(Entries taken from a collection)
....

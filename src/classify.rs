//! Extension → category mapping. Pure: no I/O.

use crate::rules::RuleSet;

#[derive(Debug, Clone, PartialEq, Eq)]
pub enum Classification {
    /// Listed in the excluded extensions; the file must not be moved.
    Excluded,
    Category(String),
}

/// Comparison key for an extension: trimmed, lowercase, one leading dot removed.
/// `""` and `"."` both mean "no extension".
pub fn normalize_extension(raw: &str) -> String {
    let t = raw.trim();
    let t = t.strip_prefix('.').unwrap_or(t);
    t.to_lowercase()
}

/// How a normalized extension is written back into config documents.
pub fn display_extension(normalized: &str) -> String {
    format!(".{normalized}")
}

/// Exclusion wins over every category; unknown extensions go to the default.
pub fn classify(extension: &str, rules: &RuleSet) -> Classification {
    let key = normalize_extension(extension);
    if rules.is_excluded_extension(&key) {
        return Classification::Excluded;
    }
    let name = rules
        .category_for(&key)
        .unwrap_or_else(|| rules.default_category());
    Classification::Category(name.to_string())
}
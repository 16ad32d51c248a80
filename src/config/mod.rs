//! Config module.
//! Provides the rule document types, default paths, XML loading/saving, and validation.

pub mod paths;
pub mod store;
pub mod types;
mod validate;
pub mod xml;

pub use paths::{default_config_path, default_log_path, path_has_symlink_ancestor};
pub use store::{ConfigOrigin, ConfigStore, LoadedConfig};
pub use types::{CategoryRule, LogLevel, MonitorSettings, Settings, SETTING_KEYS};
pub use validate::{sanitize, valid_date_format};

/// Environment variable naming an explicit config file.
pub const CONFIG_ENV: &str = "TIDY_MOVE_CONFIG";
/// Fallback bucket for extensions no category claims.
pub const DEFAULT_CATEGORY: &str = "Other";
pub const DATE_FORMAT_DEFAULT: &str = "%Y-%m";
pub const SETTLE_DELAY_DEFAULT: std::time::Duration = std::time::Duration::from_secs(1);
//! Atomic 0600 write shared by Unix targets.

use anyhow::{Context, Result};
use std::fs::{self, File, OpenOptions};
use std::io::{self, Write};
use std::os::unix::fs::OpenOptionsExt;
use std::path::Path;

use super::temp::tmp_sibling_name;

/// Write `contents` to `path` through a 0600 temp sibling, then rename over
/// the target and fsync the parent. The temp file is removed on failure.
pub fn atomic_write_0600(path: &Path, contents: &[u8]) -> Result<()> {
    let parent = path
        .parent()
        .ok_or_else(|| io::Error::new(io::ErrorKind::InvalidInput, "config path has no parent"))?;
    fs::create_dir_all(parent).with_context(|| format!("create parent '{}'", parent.display()))?;

    let tmp = tmp_sibling_name(path, "config");
    let write = || -> Result<()> {
        let mut f = OpenOptions::new()
            .write(true)
            .create_new(true)
            .mode(0o600)
            .open(&tmp)
            .with_context(|| format!("create temp '{}'", tmp.display()))?;
        f.write_all(contents).context("write temp")?;
        f.sync_all().context("fsync temp")?;
        fs::rename(&tmp, path)
            .with_context(|| format!("rename '{}' -> '{}'", tmp.display(), path.display()))
    };
    if let Err(e) = write() {
        let _ = fs::remove_file(&tmp);
        return Err(e);
    }

    let dir_file =
        File::open(parent).with_context(|| format!("open dir '{}'", parent.display()))?;
    dir_file.sync_all().context("fsync parent dir")?;
    Ok(())
}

....

EXERCISE DIRECTIONS: For each line in the records that holds "fsync", show that line as it stands.

PROBLEM SOLUTION:
/// the target and fsync the parent. The temp file is removed on failure.
        f.sync_all().context("fsync temp")?;
    dir_file.sync_all().context("fsync parent dir")?;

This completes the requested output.